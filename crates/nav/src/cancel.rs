//! Single-threaded cancellation tokens.

use std::cell::{Cell, RefCell};
use std::fmt;
use std::rc::Rc;

type Hook = Box<dyn FnOnce()>;

#[derive(Default)]
struct Inner {
    cancelled: Cell<bool>,
    completed: Cell<bool>,
    hooks: RefCell<Vec<Hook>>,
}

/// A cancellation token shared by the navigator and one in-flight request.
///
/// Clones share state. Hooks registered with [`Cancellation::on_cancel`]
/// run once, on the first `cancel()` before the request completes.
#[derive(Clone, Default)]
pub struct Cancellation {
    inner: Rc<Inner>,
}

impl Cancellation {
    /// Create a new cancellation token.
    pub fn new() -> Self {
        Self::default()
    }

    /// Check if cancellation has been requested.
    pub fn is_cancelled(&self) -> bool {
        self.inner.cancelled.get()
    }

    /// Request cancellation and run the registered hooks.
    ///
    /// Cancelling twice, or after [`Cancellation::complete`], runs nothing.
    pub fn cancel(&self) {
        if self.inner.cancelled.replace(true) || self.inner.completed.get() {
            return;
        }
        let hooks = self.inner.hooks.take();
        for hook in hooks {
            hook();
        }
    }

    /// Registers a hook to run on cancellation. Runs it immediately if the
    /// token is already cancelled and not yet completed.
    pub fn on_cancel(&self, hook: impl FnOnce() + 'static) {
        if self.inner.completed.get() {
            return;
        }
        if self.is_cancelled() {
            hook();
        } else {
            self.inner.hooks.borrow_mut().push(Box::new(hook));
        }
    }

    /// Marks the guarded request as finished and drops pending hooks.
    pub fn complete(&self) {
        self.inner.completed.set(true);
        self.inner.hooks.take();
    }
}

impl fmt::Debug for Cancellation {
    fn fmt(&self, f: &mut fmt::Formatter<'_>) -> fmt::Result {
        f.debug_struct("Cancellation")
            .field("cancelled", &self.is_cancelled())
            .field("completed", &self.inner.completed.get())
            .finish()
    }
}

#[cfg(test)]
mod tests {
    use super::*;

    #[test]
    fn new_token_not_cancelled() {
        let token = Cancellation::new();
        assert!(!token.is_cancelled());
    }

    #[test]
    fn clone_shares_state() {
        let token1 = Cancellation::new();
        let token2 = token1.clone();
        token1.cancel();
        assert!(token2.is_cancelled());
    }

    #[test]
    fn hooks_run_once() {
        let token = Cancellation::new();
        let calls = Rc::new(Cell::new(0));
        let counter = calls.clone();
        token.on_cancel(move || counter.set(counter.get() + 1));

        token.cancel();
        token.cancel();
        assert_eq!(calls.get(), 1);
    }

    #[test]
    fn hook_registered_after_cancel_runs_immediately() {
        let token = Cancellation::new();
        token.cancel();
        let ran = Rc::new(Cell::new(false));
        let flag = ran.clone();
        token.on_cancel(move || flag.set(true));
        assert!(ran.get());
    }

    #[test]
    fn cancel_after_complete_runs_nothing() {
        let token = Cancellation::new();
        let ran = Rc::new(Cell::new(false));
        let flag = ran.clone();
        token.on_cancel(move || flag.set(true));

        token.complete();
        token.cancel();
        assert!(!ran.get());
        assert!(token.is_cancelled());
    }
}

- _Action item_
Write out the entries above once more, without altering anything.

- _Answer to this task_
filename crates/nav/src/cancel.rs
//! Single-threaded cancellation tokens.

use std::cell::{Cell, RefCell};
use std::fmt;
use std::rc::Rc;

type Hook = Box<dyn FnOnce()>;

#[derive(Default)]
struct Inner {
    cancelled: Cell<bool>,
    completed: Cell<bool>,
    hooks: RefCell<Vec<Hook>>,
}

/// A cancellation token shared by the navigator and one in-flight request.
///
/// Clones share state. Hooks registered with [`Cancellation::on_cancel`]
/// run once, on the first `cancel()` before the request completes.
#[derive(Clone, Default)]
pub struct Cancellation {
    inner: Rc<Inner>,
}

impl Cancellation {
    /// Create a new cancellation token.
    pub fn new() -> Self {
        Self::default()
    }

    /// Check if cancellation has been requested.
    pub fn is_cancelled(&self) -> bool {
        self.inner.cancelled.get()
    }

    /// Request cancellation and run the registered hooks.
    ///
    /// Cancelling twice, or after [`Cancellation::complete`], runs nothing.
    pub fn cancel(&self) {
        if self.inner.cancelled.replace(true) || self.inner.completed.get() {
            return;
        }
        let hooks = self.inner.hooks.take();
        for hook in hooks {
            hook();
        }
    }

    /// Registers a hook to run on cancellation. Runs it immediately if the
    /// token is already cancelled and not yet completed.
    pub fn on_cancel(&self, hook: impl FnOnce() + 'static) {
        if self.inner.completed.get() {
            return;
        }
        if self.is_cancelled() {
            hook();
        } else {
            self.inner.hooks.borrow_mut().push(Box::new(hook));
        }
    }

    /// Marks the guarded request as finished and drops pending hooks.
    pub fn complete(&self) {
        self.inner.completed.set(true);
        self.inner.hooks.take();
    }
}

impl fmt::Debug for Cancellation {
    fn fmt(&self, f: &mut fmt::Formatter<'_>) -> fmt::Result {
        f.debug_struct("Cancellation")
            .field("cancelled", &self.is_cancelled())
            .field("completed", &self.inner.completed.get())
            .finish()
    }
}

#[cfg(test)]
mod tests {
    use super::*;

    #[test]
    fn new_token_not_cancelled() {
        let token = Cancellation::new();
        assert!(!token.is_cancelled());
    }

    #[test]
    fn clone_shares_state() {
        let token1 = Cancellation::new();
        let token2 = token1.clone();
        token1.cancel();
        assert!(token2.is_cancelled());
    }

    #[test]
    fn hooks_run_once() {
        let token = Cancellation::new();
        let calls = Rc::new(Cell::new(0));
        let counter = calls.clone();
        token.on_cancel(move || counter.set(counter.get() + 1));

        token.cancel();
        token.cancel();
        assert_eq!(calls.get(), 1);
    }

    #[test]
    fn hook_registered_after_cancel_runs_immediately() {
        let token = Cancellation::new();
        token.cancel();
        let ran = Rc::new(Cell::new(false));
        let flag = ran.clone();
        token.on_cancel(move || flag.set(true));
        assert!(ran.get());
    }

    #[test]
    fn cancel_after_complete_runs_nothing() {
        let token = Cancellation::new();
        let ran = Rc::new(Cell::new(false));
        let flag = ran.clone();
        token.on_cancel(move || flag.set(true));

        token.complete();
        token.cancel();
        assert!(!ran.get());
        assert!(token.is_cancelled());
    }
}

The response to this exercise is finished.